很热,睁开眼睛的时候却发现他躺在床上,被子不知道怎么在身上裹了一圈。
房间里光线昏暗,没有任何声音,沈启南静了静,起身下床,推开洗手间的门。
里面没人。他又走到套间外面,同样没有人。
房间里甚至找不到一丁点另一个人的痕迹。
他拿起手机看时间,刚过早上八点。
沈启南的目光最后落在窗边。
外层用来遮光的窗帘拉着,里面那层纱帘却掉下来一半,白纱在地上堆成一团。
如果没有这点证明,他几乎会以为昨天晚上这个房间里发生的一切都是幻觉。
我介意有用吗
上午九点,沈启南来到同元乙烯。
刚进厂区大门,他就得到一个消息,原定今天下午两点钟开始的发布会被调查组临时取消了。
孟总事先毫不知情,到这时上上下下各路人马的电话不断,其中一些,他烦不胜烦,还有一些,他不接不行。
对于取消发布会这事,调查组并没有给出明确的理由,口风却也和和气气,只说事故调查要全面、深入、细致,这对企业也是好事。
挂断电话,孟总把发烫的手机往桌子上一放,伸手掐自己的太阳穴。
“现场、设备、数据、人,全部开放,该封存上交的封存上交,该调查访谈的调查访谈,还不够全面?”他皱眉看向一旁的杨经理,“医院那边你跑过没有?那群人没有再找茬闹事儿吧?”
他指的是在爆炸事故中死伤的同元乙烯员工,还有他们的家属。
杨经理立刻说:“孟总放心,绝对没有,每一个人都是我亲眼盯着签了字的。待会儿我再去核实一遍,让他们这段时间不要接受媒体采访。”
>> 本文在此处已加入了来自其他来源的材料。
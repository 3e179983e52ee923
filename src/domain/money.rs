//! Money, currency codes and exchange-rate snapshots.
//!
//! Every amount in the ledger is a signed integer number of **minor units**
//! (cents for EUR, yen for JPY, fils for KWD). Decimal strings only exist at the
//! boundary: parsing user input and formatting for display.

use chrono::{DateTime, Utc};
use serde::{Deserialize, Serialize};
use std::fmt;
use std::iter::Sum;
use std::ops::{Add, AddAssign, Neg, Sub, SubAssign};
use std::str::FromStr;

use super::errors::DomainError;

/// Fraction digits carried by [`ExchangeRate::rate_e9`].
pub const RATE_SCALE: u32 = 9;

/// Signed amount in minor units of the group's home currency.
///
/// `Display` prints the raw minor-unit integer; use [`Money::format`] to render
/// a decimal amount for a specific currency.
#[derive(Clone, Copy, Debug, Default, PartialEq, Eq, PartialOrd, Ord, Hash, Serialize, Deserialize)]
#[serde(transparent)]
pub struct Money(i64);

impl Money {
    pub const ZERO: Money = Money(0);

    /// Largest total a single expense or settlement may carry. Keeps any
    /// realistic ledger fold far away from `i64` overflow.
    pub const MAX_RECORDABLE: Money = Money(1_000_000_000_000);

    #[must_use]
    pub const fn new(minor: i64) -> Self {
        Self(minor)
    }

    /// Raw value in minor units.
    #[must_use]
    pub const fn minor(self) -> i64 {
        self.0
    }

    #[must_use]
    pub const fn is_zero(self) -> bool {
        self.0 == 0
    }

    #[must_use]
    pub const fn is_positive(self) -> bool {
        self.0 > 0
    }

    #[must_use]
    pub const fn is_negative(self) -> bool {
        self.0 < 0
    }

    #[must_use]
    pub const fn abs(self) -> Self {
        Self(self.0.abs())
    }

    /// Checked addition (returns `None` on overflow).
    #[must_use]
    pub fn checked_add(self, rhs: Money) -> Option<Money> {
        self.0.checked_add(rhs.0).map(Money)
    }

    /// Checked subtraction (returns `None` on overflow).
    #[must_use]
    pub fn checked_sub(self, rhs: Money) -> Option<Money> {
        self.0.checked_sub(rhs.0).map(Money)
    }

    /// Render as a decimal amount with the currency code, e.g. `12.34 EUR`.
    pub fn format(self, currency: &CurrencyCode) -> String {
        format!(
            "{} {}",
            format_scaled(self.0, currency.minor_units()),
            currency
        )
    }
}

impl fmt::Display for Money {
    fn fmt(&self, f: &mut fmt::Formatter<'_>) -> fmt::Result {
        write!(f, "{}", self.0)
    }
}

impl From<i64> for Money {
    fn from(value: i64) -> Self {
        Self(value)
    }
}

impl From<Money> for i64 {
    fn from(value: Money) -> Self {
        value.0
    }
}

impl Add for Money {
    type Output = Money;

    fn add(self, rhs: Money) -> Self::Output {
        Money(self.0 + rhs.0)
    }
}

impl AddAssign for Money {
    fn add_assign(&mut self, rhs: Money) {
        self.0 += rhs.0;
    }
}

impl Sub for Money {
    type Output = Money;

    fn sub(self, rhs: Money) -> Self::Output {
        Money(self.0 - rhs.0)
    }
}

impl SubAssign for Money {
    fn sub_assign(&mut self, rhs: Money) {
        self.0 -= rhs.0;
    }
}

impl Neg for Money {
    type Output = Money;

    fn neg(self) -> Self::Output {
        Money(-self.0)
    }
}

impl Sum for Money {
    fn sum<I: Iterator<Item = Money>>(iter: I) -> Self {
        iter.fold(Money::ZERO, Add::add)
    }
}

impl<'a> Sum<&'a Money> for Money {
    fn sum<I: Iterator<Item = &'a Money>>(iter: I) -> Self {
        iter.copied().sum()
    }
}

/// ISO 4217 style currency code (three ASCII letters, stored upper-case).
#[derive(Clone, Debug, PartialEq, Eq, PartialOrd, Ord, Hash, Serialize, Deserialize)]
#[serde(try_from = "String", into = "String")]
pub struct CurrencyCode(String);

impl CurrencyCode {
    pub fn new(code: &str) -> Result<Self, DomainError> {
        let code = code.trim().to_ascii_uppercase();
        if code.len() != 3 || !code.chars().all(|c| c.is_ascii_alphabetic()) {
            return Err(DomainError::Currency(format!(
                "invalid currency code: {code:?}"
            )));
        }
        Ok(Self(code))
    }

    pub fn as_str(&self) -> &str {
        &self.0
    }

    /// Number of fraction digits of one major unit.
    ///
    /// Example: EUR has 2, so `10.50 EUR` is stored as `1050`.
    pub fn minor_units(&self) -> u32 {
        match self.0.as_str() {
            "BIF" | "CLP" | "DJF" | "GNF" | "ISK" | "JPY" | "KMF" | "KRW" | "PYG" | "RWF"
            | "UGX" | "VND" | "VUV" | "XAF" | "XOF" | "XPF" => 0,
            "BHD" | "IQD" | "JOD" | "KWD" | "LYD" | "OMR" | "TND" => 3,
            _ => 2,
        }
    }

    /// Parse a decimal string (`.` or `,` separator, optional sign) into minor
    /// units of this currency. More fraction digits than the currency allows
    /// is an error, never a silent rounding.
    pub fn parse_amount(&self, input: &str) -> Result<Money, DomainError> {
        parse_scaled(input, self.minor_units())
            .map(Money::new)
            .map_err(|reason| DomainError::InvalidAmount(format!("{reason}: {input:?}")))
    }
}

impl fmt::Display for CurrencyCode {
    fn fmt(&self, f: &mut fmt::Formatter<'_>) -> fmt::Result {
        f.write_str(&self.0)
    }
}

impl FromStr for CurrencyCode {
    type Err = DomainError;

    fn from_str(s: &str) -> Result<Self, Self::Err> {
        Self::new(s)
    }
}

impl TryFrom<String> for CurrencyCode {
    type Error = DomainError;

    fn try_from(value: String) -> Result<Self, Self::Error> {
        Self::new(&value)
    }
}

impl From<CurrencyCode> for String {
    fn from(value: CurrencyCode) -> Self {
        value.0
    }
}

/// Exchange rate captured when a foreign-currency expense was recorded.
///
/// The ledger converts once, at creation time, and keeps the snapshot with the
/// expense; balances never depend on current rates.
#[derive(Clone, Debug, PartialEq, Eq, Serialize, Deserialize)]
pub struct ExchangeRate {
    pub from: CurrencyCode,
    pub to: CurrencyCode,
    /// Units of `to` per one unit of `from`, fixed-point with [`RATE_SCALE`]
    /// fraction digits.
    pub rate_e9: i64,
    pub captured_at: DateTime<Utc>,
}

impl ExchangeRate {
    pub fn new(
        from: CurrencyCode,
        to: CurrencyCode,
        rate_e9: i64,
        captured_at: DateTime<Utc>,
    ) -> Result<Self, DomainError> {
        if rate_e9 <= 0 {
            return Err(DomainError::Currency(format!(
                "exchange rate {from}->{to} must be > 0"
            )));
        }
        Ok(Self {
            from,
            to,
            rate_e9,
            captured_at,
        })
    }

    /// Build a snapshot from a decimal rate string such as `"1.0845"`.
    pub fn parse(
        from: CurrencyCode,
        to: CurrencyCode,
        rate: &str,
        captured_at: DateTime<Utc>,
    ) -> Result<Self, DomainError> {
        let rate_e9 = parse_scaled(rate, RATE_SCALE)
            .map_err(|reason| DomainError::Currency(format!("{reason}: {rate:?}")))?;
        Self::new(from, to, rate_e9, captured_at)
    }

    /// Convert an amount in `from` minor units into `to` minor units,
    /// rounding half away from zero.
    pub fn convert(&self, amount: Money) -> Result<Money, DomainError> {
        let numerator = i128::from(amount.minor())
            * i128::from(self.rate_e9)
            * 10i128.pow(self.to.minor_units());
        let denominator = 10i128.pow(RATE_SCALE) * 10i128.pow(self.from.minor_units());
        let converted = div_round_half_away(numerator, denominator);
        i64::try_from(converted)
            .map(Money::new)
            .map_err(|_| DomainError::InvalidAmount("converted amount too large".to_string()))
    }
}

/// Integer division rounding half away from zero. `denominator` must be > 0.
pub(crate) fn div_round_half_away(numerator: i128, denominator: i128) -> i128 {
    let quotient = numerator / denominator;
    let remainder = numerator % denominator;
    if remainder.abs() * 2 >= denominator {
        quotient + numerator.signum()
    } else {
        quotient
    }
}

/// Parse a signed decimal string into an integer scaled by `10^scale`.
///
/// Accepts `.` or `,` as decimal separator and an optional leading `+`/`-`.
pub(crate) fn parse_scaled(input: &str, scale: u32) -> Result<i64, String> {
    let trimmed = input.trim();
    let (negative, rest) = if let Some(stripped) = trimmed.strip_prefix('-') {
        (true, stripped)
    } else if let Some(stripped) = trimmed.strip_prefix('+') {
        (false, stripped)
    } else {
        (false, trimmed)
    };

    let rest = rest.trim().replace(',', ".");
    if rest.is_empty() {
        return Err("empty amount".to_string());
    }

    let mut parts = rest.split('.');
    let whole = parts.next().unwrap_or_default();
    let fraction = parts.next().unwrap_or_default();
    if parts.next().is_some() {
        return Err("invalid amount".to_string());
    }
    if whole.is_empty() || !whole.chars().all(|c| c.is_ascii_digit()) {
        return Err("invalid amount".to_string());
    }
    if !fraction.chars().all(|c| c.is_ascii_digit()) {
        return Err("invalid amount".to_string());
    }
    if fraction.len() > scale as usize {
        return Err("too many decimals".to_string());
    }

    let whole: i64 = whole.parse().map_err(|_| "amount too large".to_string())?;
    let padded = format!("{fraction:0<width$}", width = scale as usize);
    let fraction: i64 = if padded.is_empty() {
        0
    } else {
        padded.parse().map_err(|_| "invalid amount".to_string())?
    };

    let total = whole
        .checked_mul(10i64.pow(scale))
        .and_then(|v| v.checked_add(fraction))
        .ok_or_else(|| "amount too large".to_string())?;

    Ok(if negative { -total } else { total })
}

/// Format an integer scaled by `10^scale` as a decimal string.
pub(crate) fn format_scaled(value: i64, scale: u32) -> String {
    let sign = if value < 0 { "-" } else { "" };
    let abs = value.unsigned_abs();
    if scale == 0 {
        return format!("{sign}{abs}");
    }
    let factor = 10u64.pow(scale);
    let width = scale as usize;
    format!("{sign}{}.{:0width$}", abs / factor, abs % factor)
}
孟总点头:“你去吧,还有,发布会不是取消,是推迟,要在内部说清楚,别弄得大家人心惶惶。”
杨经理会意,回答道:“这个我明白。”
他向坐在沙发上的沈启南微微弯了腰点点头,先出去了。
孟总也看过来,表情里有一点掩饰不住的烦躁,随后叹了口气。
“本来还说等调查报告出来,晚上咱们再开一个碰头会,现在……”他苦笑一声,“实不相瞒,早上我知道消息的时候还在路上,直接去了趟开发区管委会找他们主任,跟我说开会,没见到人,可昨天下午跟他见面时还好好的,这回我心里也没底了。”
“其实没见到人,也不能说明什么问题。”沈启南说。
他话里的意思深,孟总似乎一时间没听明白,还要再问,秘书已经上前汇报消息,五分钟后远程会议,郑董在等他们。
接入视频会议之前,沈启南环顾四周,没看到关灼。
他很快收回目光,神色如常,继而看向屏幕。
视频中的郑江同一身运动装束,大概是在晨练途中接到的消息,连衣服都没来得及换,直接就来开会了。
可是从他的脸上,沈启南看不到一丝急躁。
郑江同的风格极其高效务实,开口次数不多,但都很精要。孟总讲了目前的情况,把他没有见到管委会主任的事情也说了。郑江同听完却笑了笑。
“调查组的决定,他一个开发区管委会说了不算,也许市里都不算。既然这样,他这个时候为什么要见你?不见有人家不见的道理。”
孟总一怔,神色和缓下来,倒是往沈启南的方向看了一眼,说:“沈律的看法也是这样。”
郑江同也把目光投向沈启南:“这件事情,我的确需要请教一下沈律。”
他把话说得这样客气,与会的人里面有几个不自觉便向沈启南注目。
“还是私下请教吧,”郑江同笑着说,“我的问题有点长,就不占用大家的时间了。”
之后他简短安排了一些工作,其实倒没说什么鼓励激励之类的话,但会议结束时,这边的气氛明显不一样了。
沈启南想起俞剑波曾经说过,郑江同就是同元化工的定海神针。这话一点不错。